Bosentan monohydrate (BM), a dual endothelin receptor antagonist, is indicated for the treatment of patients with pulmonary arterial hypertension (PAH). It is poorly soluble in water, and having absolute bioavailability of 50%.

Objective:

The aim of the present work is to develop and evaluate the solid dispersions (SD) of a poorly water soluble drug bosentan monohydrate (BM).

Method:

Solid dispersions (SDs) systems of BM were prepared with Hydroxy propyle β-cyclodextrin (HPβ-CD) and Polyethylene glycol (PEG-4000) polymers using a spray drying technique.

Result:

The significant rise in a saturation solubility 174.23±1.36 mg/mL; and drug dissolution 95.11±1.22%; was observed with optimized formulation (SD 6). The solid state characterization of optimized formulation (SD 6) by SEM, DSC, and XRPD revealed the absence of crystalline nature of BM in solid dispersion.

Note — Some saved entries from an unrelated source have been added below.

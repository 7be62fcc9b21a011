use std::path::PathBuf;

use clap::{Args, Parser, Subcommand};
use prio::config::{Config, LOG_ENV};
use prio::model::{HistoryNote, NewTask, TaskPatch};
use prio::output::Format;
use prio::store::files::TaskStore;
use prio::timestamp;

#[derive(Parser)]
#[command(
    name = "prio",
    version,
    about = "Personal task tracker with priority labels and workday auto-scheduling"
)]
struct Cli {
    /// Output format
    #[arg(long, global = true, value_enum, default_value = "json")]
    format: Format,
    /// Shorthand for --format pretty
    #[arg(long, global = true, hide = true)]
    pretty: bool,
    /// Task store file (default: $PRIO_STORE, then ./tasks_store.json)
    #[arg(long, global = true)]
    store: Option<PathBuf>,
    /// Legacy task list imported once when the store does not exist yet
    /// (default: $PRIO_LEGACY_STORE, then ./tasks.json)
    #[arg(long, global = true)]
    legacy: Option<PathBuf>,
    /// Log debug detail to stderr
    #[arg(long, short, global = true, conflicts_with = "quiet")]
    verbose: bool,
    /// Only log errors
    #[arg(long, short, global = true)]
    quiet: bool,
    #[command(subcommand)]
    command: Commands,
}

#[derive(Subcommand)]
enum Commands {
    /// List tasks, highest priority first
    List,
    /// Display a single task
    Show {
        /// Task ID
        id: u64,
    },
    /// Create a new task
    Create(CreateArgs),
    /// Partially update a task; omitted fields are left alone
    Update(UpdateArgs),
    /// Put a task into the first free slot of today's 08:00-18:00 workday
    Schedule {
        /// Task ID
        id: u64,
        /// Slot length (default: the task's estimate, then 30)
        #[arg(long)]
        minutes: Option<u32>,
    },
    /// Delete a task by ID
    Delete {
        /// Task ID
        id: u64,
    },
    /// Answer agent tool calls: one JSON call per stdin line, one result per stdout line
    Agent {
        /// Run a single tool call given as JSON instead of reading stdin
        #[arg(long)]
        call: Option<String>,
    },
    /// Print the agent tool definitions
    Tools,
    /// Report service status
    Health,
}

#[derive(Args)]
struct CreateArgs {
    /// Task title
    title: String,
    /// Task description (defaults to the title)
    #[arg(long, short)]
    description: Option<String>,
    /// Category (defaults to Administrative)
    #[arg(long)]
    category: Option<String>,
    /// Priority score, 0-10 (default 5)
    #[arg(long, allow_hyphen_values = true)]
    score: Option<i64>,
    /// Initial status (default processing)
    #[arg(long)]
    status: Option<String>,
    /// Estimated minutes (default 30)
    #[arg(long)]
    minutes: Option<u32>,
    /// Scheduled start timestamp
    #[arg(long)]
    start: Option<String>,
    /// Scheduled end timestamp
    #[arg(long)]
    end: Option<String>,
    /// Why this task matters
    #[arg(long)]
    rationale: Option<String>,
    /// Suggestion (repeatable)
    #[arg(long = "suggestion")]
    suggestions: Vec<String>,
    /// Flag the task as conflicting
    #[arg(long)]
    conflict: bool,
    /// Preferred ID (ignored if taken)
    #[arg(long)]
    id: Option<u64>,
}

impl CreateArgs {
    fn into_new_task(self) -> NewTask {
        NewTask {
            id: self.id,
            title: self.title,
            description: self.description,
            category: self.category,
            priority_score: self.score,
            status: self.status,
            estimated_minutes: self.minutes,
            scheduled_start: parse_time_arg("--start", self.start.as_deref()),
            scheduled_end: parse_time_arg("--end", self.end.as_deref()),
            rationale: self.rationale,
            suggestions: self.suggestions,
            conflict: self.conflict,
        }
    }
}

#[derive(Args)]
struct UpdateArgs {
    /// Task ID
    id: u64,
    /// New title
    #[arg(long)]
    title: Option<String>,
    /// New description
    #[arg(long, short)]
    description: Option<String>,
    /// New category
    #[arg(long)]
    category: Option<String>,
    /// New priority score, 0-10
    #[arg(long, allow_hyphen_values = true)]
    score: Option<i64>,
    /// New status (stored lowercase)
    #[arg(long)]
    status: Option<String>,
    /// New estimate in minutes
    #[arg(long, conflicts_with = "clear_minutes")]
    minutes: Option<u32>,
    /// Remove the estimate
    #[arg(long)]
    clear_minutes: bool,
    /// New scheduled start
    #[arg(long, conflicts_with = "clear_schedule")]
    start: Option<String>,
    /// New scheduled end
    #[arg(long, conflicts_with = "clear_schedule")]
    end: Option<String>,
    /// Remove the scheduled slot
    #[arg(long)]
    clear_schedule: bool,
    /// New rationale
    #[arg(long, conflicts_with = "clear_rationale")]
    rationale: Option<String>,
    /// Remove the rationale
    #[arg(long)]
    clear_rationale: bool,
    /// Replace suggestions (repeatable)
    #[arg(long = "suggestion")]
    suggestions: Option<Vec<String>>,
    /// Set or clear the conflict flag
    #[arg(long)]
    conflict: Option<bool>,
    /// History note to record instead of the automatic one
    #[arg(long)]
    note: Option<String>,
    /// Timestamp for --note (default: now)
    #[arg(long, requires = "note")]
    note_at: Option<String>,
}

impl UpdateArgs {
    fn into_patch(self) -> TaskPatch {
        let clearable = |clear: bool, value: Option<String>| {
            if clear { Some(None) } else { value.map(Some) }
        };
        let time = |clear: bool, flag: &str, value: Option<String>| {
            if clear {
                Some(None)
            } else {
                value.map(|raw| parse_time_arg(flag, Some(&raw)))
            }
        };
        TaskPatch {
            title: self.title,
            description: self.description,
            category: self.category,
            priority_score: self.score,
            status: self.status,
            estimated_minutes: if self.clear_minutes {
                Some(None)
            } else {
                self.minutes.map(Some)
            },
            scheduled_start: time(self.clear_schedule, "--start", self.start),
            scheduled_end: time(self.clear_schedule, "--end", self.end),
            rationale: clearable(self.clear_rationale, self.rationale),
            suggestions: self.suggestions,
            conflict: self.conflict,
            history_entry: self.note.map(|description| HistoryNote {
                description,
                at: self.note_at,
            }),
        }
    }
}

fn parse_time_arg(flag: &str, raw: Option<&str>) -> Option<chrono::DateTime<chrono::Utc>> {
    let raw = raw?;
    let parsed = timestamp::parse(raw);
    if parsed.is_none() {
        tracing::warn!(flag, value = raw, "unparsable timestamp treated as absent");
    }
    parsed
}

fn init_tracing(verbose: bool, quiet: bool) -> Result<(), String> {
    let level = if quiet {
        "error"
    } else if verbose {
        "debug"
    } else {
        "warn"
    };

    let filter = tracing_subscriber::EnvFilter::try_from_env(LOG_ENV)
        .unwrap_or_else(|_| tracing_subscriber::EnvFilter::new(level));

    tracing_subscriber::fmt()
        .with_env_filter(filter)
        .with_writer(std::io::stderr)
        .try_init()
        .map_err(|error| format!("failed to initialize tracing subscriber: {error}"))
}

fn run(cli: Cli, format: Format) -> prio::error::Result<()> {
    let config = Config::resolve(cli.store, cli.legacy);
    tracing::debug!(store = %config.store_path.display(), legacy = %config.legacy_path.display(), "resolved configuration");
    // Opening is lazy; nothing is read or created until a command uses the store.
    let store = TaskStore::open(&config);

    match cli.command {
        Commands::Tools => prio::commands::tools::run(),
        Commands::Health => prio::commands::health::run(format),
        Commands::List => prio::commands::list::run(&store, format),
        Commands::Show { id } => prio::commands::show::run(&store, id, format),
        Commands::Create(args) => prio::commands::create::run(&store, args.into_new_task(), format),
        Commands::Update(args) => {
            let id = args.id;
            prio::commands::update::run(&store, id, args.into_patch(), format)
        }
        Commands::Schedule { id, minutes } => {
            prio::commands::schedule::run(&store, id, minutes, format)
        }
        Commands::Delete { id } => prio::commands::delete::run(&store, id, format),
        Commands::Agent { call } => prio::commands::agent::run(&store, call),
    }
}

fn main() {
    let cli = Cli::parse();
    let format = if cli.pretty {
        Format::Pretty
    } else {
        cli.format
    };
    if let Err(e) = init_tracing(cli.verbose, cli.quiet) {
        eprintln!("warning: {e}");
    }
    if let Err(e) = run(cli, format) {
        match format {
            Format::Json => {
                eprintln!(
                    "{}",
                    serde_json::json!({
                        "error": e.code(),
                        "message": e.to_string()
                    })
                );
            }
            _ => eprintln!("error: {e}"),
        }
        std::process::exit(1);
    }
}
use crate::error::Result;
use crate::output::{self, Format};
use crate::store::files::TaskStore;

/// Print every task, highest priority first.
pub fn run(store: &TaskStore, format: Format) -> Result<()> {
    let tasks = store.list();
    output::print_tasks(&tasks, format)
}
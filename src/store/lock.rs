use fs2::FileExt;
use std::fs::{File, OpenOptions};
use std::path::{Path, PathBuf};
use std::time::Duration;

use crate::error::{PrioError, Result};

const FIRST_DELAY: Duration = Duration::from_millis(1);
const MAX_DELAY: Duration = Duration::from_millis(512);

/// Exclusive advisory lock on a sidecar file next to the store.
/// Released when dropped.
#[derive(Debug)]
pub struct StoreLock {
    file: File,
    path: PathBuf,
}

impl StoreLock {
    /// Lock file path for a given store file: `tasks_store.json` -> `tasks_store.json.lock`.
    pub fn path_for(store_path: &Path) -> PathBuf {
        let mut name = store_path
            .file_name()
            .map(|n| n.to_os_string())
            .unwrap_or_default();
        name.push(".lock");
        store_path.with_file_name(name)
    }

    /// Acquire the lock, retrying with exponential backoff (1ms to 512ms,
    /// roughly one second in total) before giving up with `Locked`.
    pub fn acquire(path: &Path) -> Result<Self> {
        if let Some(parent) = path.parent()
            && !parent.as_os_str().is_empty()
        {
            std::fs::create_dir_all(parent)?;
        }
        let file = OpenOptions::new()
            .read(true)
            .write(true)
            .create(true)
            .truncate(false)
            .open(path)?;

        let mut delay = FIRST_DELAY;
        loop {
            match file.try_lock_exclusive() {
                Ok(()) => {
                    return Ok(Self {
                        file,
                        path: path.to_path_buf(),
                    });
                }
                Err(_) if delay <= MAX_DELAY => {
                    std::thread::sleep(delay);
                    delay *= 2;
                }
                Err(_) => return Err(PrioError::Locked(path.display().to_string())),
            }
        }
    }

    pub fn path(&self) -> &Path {
        &self.path
    }
}

impl Drop for StoreLock {
    fn drop(&mut self) {
        if let Err(err) = self.file.unlock() {
            tracing::warn!(path = %self.path.display(), error = %err, "failed to release store lock");
        }
    }
}
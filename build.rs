use std::process::Command;

fn main() {
    println!("cargo:rerun-if-changed=.git/HEAD");
    println!("cargo:rerun-if-changed=.git/refs");

    if let Ok(output) = Command::new("git").args(["rev-parse", "HEAD"]).output()
        && output.status.success()
    {
        let sha = String::from_utf8_lossy(&output.stdout).trim().to_string();
        if !sha.is_empty() {
            println!("cargo:rustc-env=PRIO_BUILD_GIT_SHA={sha}");
        }
    }
}
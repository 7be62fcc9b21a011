use clap::ValueEnum;
use colored::{ColoredString, Colorize};

use crate::error::Result;
use crate::model::{PriorityLabel, Task};
use crate::timestamp;

#[derive(Debug, Clone, Copy, PartialEq, Eq, ValueEnum)]
pub enum Format {
    Json,
    Pretty,
    Minimal,
}

fn label(label: PriorityLabel) -> ColoredString {
    let text = label.to_string();
    match label {
        PriorityLabel::High => text.red().bold(),
        PriorityLabel::Medium => text.yellow(),
        PriorityLabel::Low => text.green(),
    }
}

fn schedule_span(task: &Task) -> String {
    match task.occupied() {
        Some((start, end)) => format!("{} -> {}", timestamp::format(&start), timestamp::format(&end)),
        None => "-".to_string(),
    }
}

pub fn print_task(task: &Task, format: Format) -> Result<()> {
    match format {
        Format::Json => println!("{}", serde_json::to_string(task)?),
        Format::Pretty => {
            println!(
                "{} {} ({})",
                format!("[{}]", task.id).cyan().bold(),
                task.title,
                task.status
            );
            if task.description != task.title {
                println!("  {}", task.description);
            }
            println!(
                "  {} {} {} | {} {}",
                "priority:".dimmed(),
                task.priority_score,
                label(task.priority_label),
                "category:".dimmed(),
                task.category
            );
            if let Some(minutes) = task.estimated_minutes {
                println!("  {} {minutes}m", "estimate:".dimmed());
            }
            if task.occupied().is_some() {
                println!("  {} {}", "scheduled:".dimmed(), schedule_span(task));
            }
            if let Some(ref rationale) = task.rationale {
                println!("  {} {}", "rationale:".dimmed(), rationale);
            }
            if !task.suggestions.is_empty() {
                println!("  {} {}", "suggestions:".dimmed(), task.suggestions.join("; "));
            }
            if task.conflict {
                println!("  {}", "conflict".red());
            }
            if let Some(last) = task.history.last() {
                println!(
                    "  {} {} {}",
                    "last:".dimmed(),
                    timestamp::format(&last.at),
                    last.description
                );
            }
        }
        Format::Minimal => println!("{}", minimal_row(task)),
    }
    Ok(())
}

fn minimal_row(task: &Task) -> String {
    format!(
        "{:>4} {:20} {:>5} {:6} {:12} {}",
        task.id,
        truncate_title(&task.title, 20),
        task.priority_score,
        task.priority_label.to_string(),
        task.status,
        schedule_span(task)
    )
}

pub fn truncate_title(title: &str, max_len: usize) -> String {
    if title.chars().count() > max_len {
        let truncated: String = title.chars().take(max_len - 3).collect();
        format!("{}...", truncated)
    } else {
        title.to_string()
    }
}

pub fn print_tasks(tasks: &[Task], format: Format) -> Result<()> {
    match format {
        Format::Json => println!("{}", serde_json::to_string(tasks)?),
        Format::Pretty => {
            if tasks.is_empty() {
                println!("{}", "No tasks.".dimmed());
            }
            for task in tasks {
                print_task(task, Format::Pretty)?;
                println!();
            }
        }
        Format::Minimal => {
            println!(
                "{:>4} {:20} {:>5} {:6} {:12} SCHEDULED",
                "ID", "TITLE", "SCORE", "LABEL", "STATUS"
            );
            println!("{}", "-".repeat(72));
            for task in tasks {
                println!("{}", minimal_row(task));
            }
        }
    }
    Ok(())
}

High dissolution rate of solid dispersion (SD 6) compared with pure drug indicated the increase in dissolution characteristics.

Conclusion:

In conclusion, our studies illustrated that spray drying technique could be useful large scale producing method to prepare the solid dispersion of bosentan with HP β-CD, which can improve the solubility as well as stability of the formulation.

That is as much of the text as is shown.